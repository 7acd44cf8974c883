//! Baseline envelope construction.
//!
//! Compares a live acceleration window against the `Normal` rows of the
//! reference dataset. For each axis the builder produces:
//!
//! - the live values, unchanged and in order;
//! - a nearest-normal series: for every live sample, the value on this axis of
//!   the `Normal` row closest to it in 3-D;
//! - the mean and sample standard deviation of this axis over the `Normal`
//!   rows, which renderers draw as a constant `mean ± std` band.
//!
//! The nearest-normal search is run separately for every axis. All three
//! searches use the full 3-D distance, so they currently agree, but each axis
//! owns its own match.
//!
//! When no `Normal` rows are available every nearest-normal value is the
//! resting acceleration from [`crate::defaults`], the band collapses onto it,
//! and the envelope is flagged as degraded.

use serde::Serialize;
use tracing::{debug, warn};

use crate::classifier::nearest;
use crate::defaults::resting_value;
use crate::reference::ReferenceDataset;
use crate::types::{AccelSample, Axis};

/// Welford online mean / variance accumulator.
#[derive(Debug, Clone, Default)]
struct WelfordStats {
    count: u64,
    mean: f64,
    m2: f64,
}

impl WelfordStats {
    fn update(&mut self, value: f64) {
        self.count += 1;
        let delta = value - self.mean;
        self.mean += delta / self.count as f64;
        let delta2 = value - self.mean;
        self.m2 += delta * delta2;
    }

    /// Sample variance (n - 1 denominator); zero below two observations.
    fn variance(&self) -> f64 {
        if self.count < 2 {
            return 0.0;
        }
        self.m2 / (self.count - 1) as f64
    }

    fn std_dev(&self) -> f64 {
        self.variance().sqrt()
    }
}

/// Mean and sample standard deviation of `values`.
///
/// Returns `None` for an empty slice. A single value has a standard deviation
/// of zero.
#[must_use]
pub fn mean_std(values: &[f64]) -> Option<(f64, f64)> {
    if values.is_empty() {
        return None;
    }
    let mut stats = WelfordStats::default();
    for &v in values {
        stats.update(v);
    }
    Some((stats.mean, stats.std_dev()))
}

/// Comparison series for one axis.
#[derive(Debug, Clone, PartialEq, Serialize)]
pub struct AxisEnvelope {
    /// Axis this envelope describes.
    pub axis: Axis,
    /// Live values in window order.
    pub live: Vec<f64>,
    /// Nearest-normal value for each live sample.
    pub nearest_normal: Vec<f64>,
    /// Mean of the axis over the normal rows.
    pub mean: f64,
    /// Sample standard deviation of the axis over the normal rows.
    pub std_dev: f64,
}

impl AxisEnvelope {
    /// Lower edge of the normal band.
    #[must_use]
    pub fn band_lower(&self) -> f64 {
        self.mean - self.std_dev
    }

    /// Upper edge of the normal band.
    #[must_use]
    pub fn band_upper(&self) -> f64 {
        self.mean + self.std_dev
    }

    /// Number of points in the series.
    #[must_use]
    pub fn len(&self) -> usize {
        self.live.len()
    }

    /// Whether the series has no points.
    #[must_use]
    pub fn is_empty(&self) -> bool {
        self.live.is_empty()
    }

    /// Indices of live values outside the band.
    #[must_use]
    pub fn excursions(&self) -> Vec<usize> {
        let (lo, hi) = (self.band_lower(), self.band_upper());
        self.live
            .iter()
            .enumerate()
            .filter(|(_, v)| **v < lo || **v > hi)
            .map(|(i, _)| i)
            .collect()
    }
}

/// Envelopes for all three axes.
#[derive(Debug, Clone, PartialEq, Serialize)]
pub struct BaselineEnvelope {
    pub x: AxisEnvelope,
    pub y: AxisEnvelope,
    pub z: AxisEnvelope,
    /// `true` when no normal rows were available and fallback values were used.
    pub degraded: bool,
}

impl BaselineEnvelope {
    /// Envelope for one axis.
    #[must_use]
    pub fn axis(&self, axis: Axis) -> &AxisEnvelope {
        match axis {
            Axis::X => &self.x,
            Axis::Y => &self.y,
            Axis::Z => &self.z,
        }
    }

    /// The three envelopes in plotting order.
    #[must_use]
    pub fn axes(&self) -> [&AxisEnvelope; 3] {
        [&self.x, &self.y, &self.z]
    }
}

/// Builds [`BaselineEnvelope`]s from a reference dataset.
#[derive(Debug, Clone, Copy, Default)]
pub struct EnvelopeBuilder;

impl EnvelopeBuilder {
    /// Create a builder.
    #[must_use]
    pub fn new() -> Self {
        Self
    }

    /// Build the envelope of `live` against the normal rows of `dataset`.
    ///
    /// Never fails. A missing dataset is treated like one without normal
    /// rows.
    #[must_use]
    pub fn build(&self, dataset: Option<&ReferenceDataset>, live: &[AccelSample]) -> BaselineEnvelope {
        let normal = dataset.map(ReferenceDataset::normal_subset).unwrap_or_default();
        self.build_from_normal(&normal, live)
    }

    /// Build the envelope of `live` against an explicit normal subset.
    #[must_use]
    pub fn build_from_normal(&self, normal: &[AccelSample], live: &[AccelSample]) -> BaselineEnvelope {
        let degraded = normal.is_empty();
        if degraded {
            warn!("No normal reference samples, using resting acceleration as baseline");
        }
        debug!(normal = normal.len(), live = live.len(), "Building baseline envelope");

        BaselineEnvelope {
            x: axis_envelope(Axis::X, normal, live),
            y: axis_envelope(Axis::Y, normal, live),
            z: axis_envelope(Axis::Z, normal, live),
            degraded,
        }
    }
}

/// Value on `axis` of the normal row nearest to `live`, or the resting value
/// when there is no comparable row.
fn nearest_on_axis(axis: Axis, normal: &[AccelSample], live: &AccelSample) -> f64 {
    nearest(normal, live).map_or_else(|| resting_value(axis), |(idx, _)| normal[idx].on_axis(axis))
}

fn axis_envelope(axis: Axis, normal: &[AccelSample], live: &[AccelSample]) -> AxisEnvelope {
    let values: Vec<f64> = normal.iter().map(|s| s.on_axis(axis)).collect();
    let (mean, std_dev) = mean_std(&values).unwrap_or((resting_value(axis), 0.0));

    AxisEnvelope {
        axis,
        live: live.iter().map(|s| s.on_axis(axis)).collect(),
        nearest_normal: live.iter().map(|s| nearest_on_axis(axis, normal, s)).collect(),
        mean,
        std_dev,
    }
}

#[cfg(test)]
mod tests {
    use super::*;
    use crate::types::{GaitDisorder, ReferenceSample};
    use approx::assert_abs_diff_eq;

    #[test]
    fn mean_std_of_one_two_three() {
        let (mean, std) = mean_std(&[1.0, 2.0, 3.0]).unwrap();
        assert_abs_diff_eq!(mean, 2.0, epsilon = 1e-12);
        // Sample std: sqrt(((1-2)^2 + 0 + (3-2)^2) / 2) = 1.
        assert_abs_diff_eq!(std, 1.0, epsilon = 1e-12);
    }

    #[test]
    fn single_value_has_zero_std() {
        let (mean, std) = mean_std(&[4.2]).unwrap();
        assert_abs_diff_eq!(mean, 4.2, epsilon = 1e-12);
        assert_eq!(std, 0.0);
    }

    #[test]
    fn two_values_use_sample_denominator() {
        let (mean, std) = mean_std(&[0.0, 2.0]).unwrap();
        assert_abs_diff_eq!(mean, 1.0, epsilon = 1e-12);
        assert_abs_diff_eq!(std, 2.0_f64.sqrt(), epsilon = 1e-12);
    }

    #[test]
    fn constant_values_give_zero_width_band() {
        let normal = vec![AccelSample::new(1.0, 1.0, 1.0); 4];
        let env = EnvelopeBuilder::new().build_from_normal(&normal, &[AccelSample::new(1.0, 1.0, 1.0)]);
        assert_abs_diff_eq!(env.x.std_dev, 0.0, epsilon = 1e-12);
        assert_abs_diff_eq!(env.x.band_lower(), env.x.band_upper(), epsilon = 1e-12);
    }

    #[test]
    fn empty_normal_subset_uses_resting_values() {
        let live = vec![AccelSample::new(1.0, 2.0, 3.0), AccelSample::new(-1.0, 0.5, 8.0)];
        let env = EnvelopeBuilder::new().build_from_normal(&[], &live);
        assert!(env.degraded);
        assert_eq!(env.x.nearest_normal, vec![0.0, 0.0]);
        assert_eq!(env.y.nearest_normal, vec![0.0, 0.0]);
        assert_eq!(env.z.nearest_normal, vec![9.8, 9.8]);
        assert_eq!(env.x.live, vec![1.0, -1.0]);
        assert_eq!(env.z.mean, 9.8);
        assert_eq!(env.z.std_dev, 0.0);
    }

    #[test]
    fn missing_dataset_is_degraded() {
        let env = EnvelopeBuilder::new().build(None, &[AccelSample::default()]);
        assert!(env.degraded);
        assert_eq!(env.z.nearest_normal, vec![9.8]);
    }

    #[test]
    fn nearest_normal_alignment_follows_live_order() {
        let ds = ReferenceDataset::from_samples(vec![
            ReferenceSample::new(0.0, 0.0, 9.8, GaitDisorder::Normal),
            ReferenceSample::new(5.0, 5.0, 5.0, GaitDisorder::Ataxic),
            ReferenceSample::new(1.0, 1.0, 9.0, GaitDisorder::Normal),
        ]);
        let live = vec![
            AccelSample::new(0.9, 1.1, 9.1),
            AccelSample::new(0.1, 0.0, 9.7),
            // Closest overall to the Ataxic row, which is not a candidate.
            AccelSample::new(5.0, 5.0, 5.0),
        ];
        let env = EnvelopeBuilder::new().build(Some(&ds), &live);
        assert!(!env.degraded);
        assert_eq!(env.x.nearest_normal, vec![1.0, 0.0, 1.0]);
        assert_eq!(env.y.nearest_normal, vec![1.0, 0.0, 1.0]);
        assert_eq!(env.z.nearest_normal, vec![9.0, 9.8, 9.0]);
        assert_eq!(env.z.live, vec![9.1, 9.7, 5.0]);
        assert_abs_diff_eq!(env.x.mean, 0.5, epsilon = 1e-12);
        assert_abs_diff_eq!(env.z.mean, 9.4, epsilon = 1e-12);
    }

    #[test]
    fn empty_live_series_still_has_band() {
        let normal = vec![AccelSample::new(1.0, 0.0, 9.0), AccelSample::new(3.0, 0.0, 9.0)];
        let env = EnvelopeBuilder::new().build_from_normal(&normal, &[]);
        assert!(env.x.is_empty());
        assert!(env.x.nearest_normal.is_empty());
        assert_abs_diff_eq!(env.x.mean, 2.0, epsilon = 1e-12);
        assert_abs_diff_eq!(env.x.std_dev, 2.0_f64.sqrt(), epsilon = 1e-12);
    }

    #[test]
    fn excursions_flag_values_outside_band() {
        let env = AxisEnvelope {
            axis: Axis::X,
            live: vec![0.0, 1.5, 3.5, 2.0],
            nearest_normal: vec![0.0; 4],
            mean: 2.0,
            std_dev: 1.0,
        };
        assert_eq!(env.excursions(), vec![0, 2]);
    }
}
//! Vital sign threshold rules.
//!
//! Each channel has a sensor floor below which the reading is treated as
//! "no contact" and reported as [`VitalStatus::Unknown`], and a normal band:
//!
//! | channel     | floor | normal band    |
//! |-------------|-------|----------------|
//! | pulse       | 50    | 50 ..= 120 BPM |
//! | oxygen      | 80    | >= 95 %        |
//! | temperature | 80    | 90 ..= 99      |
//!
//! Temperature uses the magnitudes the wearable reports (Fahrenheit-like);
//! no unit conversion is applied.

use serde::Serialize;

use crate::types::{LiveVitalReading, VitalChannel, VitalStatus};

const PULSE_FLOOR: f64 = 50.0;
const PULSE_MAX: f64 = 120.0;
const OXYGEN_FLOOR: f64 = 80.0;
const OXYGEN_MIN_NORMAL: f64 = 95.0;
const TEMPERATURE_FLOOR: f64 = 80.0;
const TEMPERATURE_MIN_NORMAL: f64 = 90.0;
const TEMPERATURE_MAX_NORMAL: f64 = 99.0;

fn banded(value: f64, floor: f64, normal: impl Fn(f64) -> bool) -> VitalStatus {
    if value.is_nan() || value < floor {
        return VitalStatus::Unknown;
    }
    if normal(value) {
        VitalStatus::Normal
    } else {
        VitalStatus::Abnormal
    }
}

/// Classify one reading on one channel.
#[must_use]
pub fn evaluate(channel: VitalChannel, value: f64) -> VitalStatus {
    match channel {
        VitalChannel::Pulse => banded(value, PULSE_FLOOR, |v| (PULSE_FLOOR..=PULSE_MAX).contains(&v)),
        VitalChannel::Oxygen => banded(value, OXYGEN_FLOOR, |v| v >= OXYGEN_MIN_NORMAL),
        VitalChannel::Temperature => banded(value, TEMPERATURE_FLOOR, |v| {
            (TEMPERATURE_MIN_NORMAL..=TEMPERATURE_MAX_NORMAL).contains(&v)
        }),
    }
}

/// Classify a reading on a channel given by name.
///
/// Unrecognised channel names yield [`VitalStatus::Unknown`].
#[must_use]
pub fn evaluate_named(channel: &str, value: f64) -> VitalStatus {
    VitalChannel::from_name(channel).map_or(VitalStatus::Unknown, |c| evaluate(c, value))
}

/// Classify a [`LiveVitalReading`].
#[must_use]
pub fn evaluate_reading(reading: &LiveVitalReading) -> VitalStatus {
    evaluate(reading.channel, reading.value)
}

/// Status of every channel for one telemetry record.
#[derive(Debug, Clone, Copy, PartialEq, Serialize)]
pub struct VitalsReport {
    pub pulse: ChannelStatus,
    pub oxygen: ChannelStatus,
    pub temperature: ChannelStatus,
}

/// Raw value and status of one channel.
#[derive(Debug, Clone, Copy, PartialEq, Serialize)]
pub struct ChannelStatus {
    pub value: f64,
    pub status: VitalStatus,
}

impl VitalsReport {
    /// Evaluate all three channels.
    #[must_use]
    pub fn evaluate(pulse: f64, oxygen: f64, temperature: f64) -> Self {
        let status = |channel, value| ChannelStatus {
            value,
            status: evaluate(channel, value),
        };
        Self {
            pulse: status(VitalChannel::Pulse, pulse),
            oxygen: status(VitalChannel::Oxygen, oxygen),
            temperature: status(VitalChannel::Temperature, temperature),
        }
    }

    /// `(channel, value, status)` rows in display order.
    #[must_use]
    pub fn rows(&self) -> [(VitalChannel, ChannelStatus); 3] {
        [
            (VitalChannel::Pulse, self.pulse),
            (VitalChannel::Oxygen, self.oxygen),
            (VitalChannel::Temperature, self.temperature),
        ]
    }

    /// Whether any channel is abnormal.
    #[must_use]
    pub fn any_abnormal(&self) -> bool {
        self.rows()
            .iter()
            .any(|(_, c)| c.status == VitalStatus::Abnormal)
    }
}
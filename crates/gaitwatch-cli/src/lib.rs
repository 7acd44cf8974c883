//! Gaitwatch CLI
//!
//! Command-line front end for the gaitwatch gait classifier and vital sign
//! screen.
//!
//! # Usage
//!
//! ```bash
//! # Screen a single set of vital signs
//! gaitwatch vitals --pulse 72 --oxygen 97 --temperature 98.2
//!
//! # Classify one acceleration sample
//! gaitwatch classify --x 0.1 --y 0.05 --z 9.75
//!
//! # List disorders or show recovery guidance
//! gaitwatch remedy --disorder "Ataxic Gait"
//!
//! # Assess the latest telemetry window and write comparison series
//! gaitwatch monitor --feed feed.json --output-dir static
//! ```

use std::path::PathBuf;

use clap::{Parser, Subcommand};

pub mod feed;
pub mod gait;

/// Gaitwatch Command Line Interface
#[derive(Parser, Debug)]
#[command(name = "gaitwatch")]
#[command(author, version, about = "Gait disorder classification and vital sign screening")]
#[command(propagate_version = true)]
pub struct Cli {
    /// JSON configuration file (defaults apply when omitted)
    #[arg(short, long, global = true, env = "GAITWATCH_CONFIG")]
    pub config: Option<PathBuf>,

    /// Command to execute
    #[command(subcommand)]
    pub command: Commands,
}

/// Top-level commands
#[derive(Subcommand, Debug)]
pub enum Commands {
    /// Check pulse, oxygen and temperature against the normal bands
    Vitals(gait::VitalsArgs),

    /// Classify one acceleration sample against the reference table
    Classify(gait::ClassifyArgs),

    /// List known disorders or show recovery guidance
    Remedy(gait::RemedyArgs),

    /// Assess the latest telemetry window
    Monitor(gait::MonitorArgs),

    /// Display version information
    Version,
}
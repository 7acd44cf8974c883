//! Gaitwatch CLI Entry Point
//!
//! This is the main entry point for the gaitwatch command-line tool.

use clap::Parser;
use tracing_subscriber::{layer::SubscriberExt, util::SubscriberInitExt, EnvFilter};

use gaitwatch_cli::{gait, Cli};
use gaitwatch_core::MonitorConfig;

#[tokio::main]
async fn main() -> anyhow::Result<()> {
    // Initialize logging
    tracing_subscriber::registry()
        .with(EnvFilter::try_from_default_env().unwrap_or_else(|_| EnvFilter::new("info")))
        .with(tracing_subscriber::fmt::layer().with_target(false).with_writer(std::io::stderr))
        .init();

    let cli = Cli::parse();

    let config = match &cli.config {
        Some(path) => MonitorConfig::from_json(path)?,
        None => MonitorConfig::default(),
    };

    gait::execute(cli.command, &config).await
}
━━━━━━━━
*Work order*
Both the first line of the records above and the line containing "and in order;" are to be transcribed exactly, together with every line between them, and nothing else.

*Expected answer*
repository 7acd44cf8974c883
//! Baseline envelope construction.
//!
//! Compares a live acceleration window against the `Normal` rows of the
//! reference dataset. For each axis the builder produces:
//!
//! - the live values, unchanged and in order;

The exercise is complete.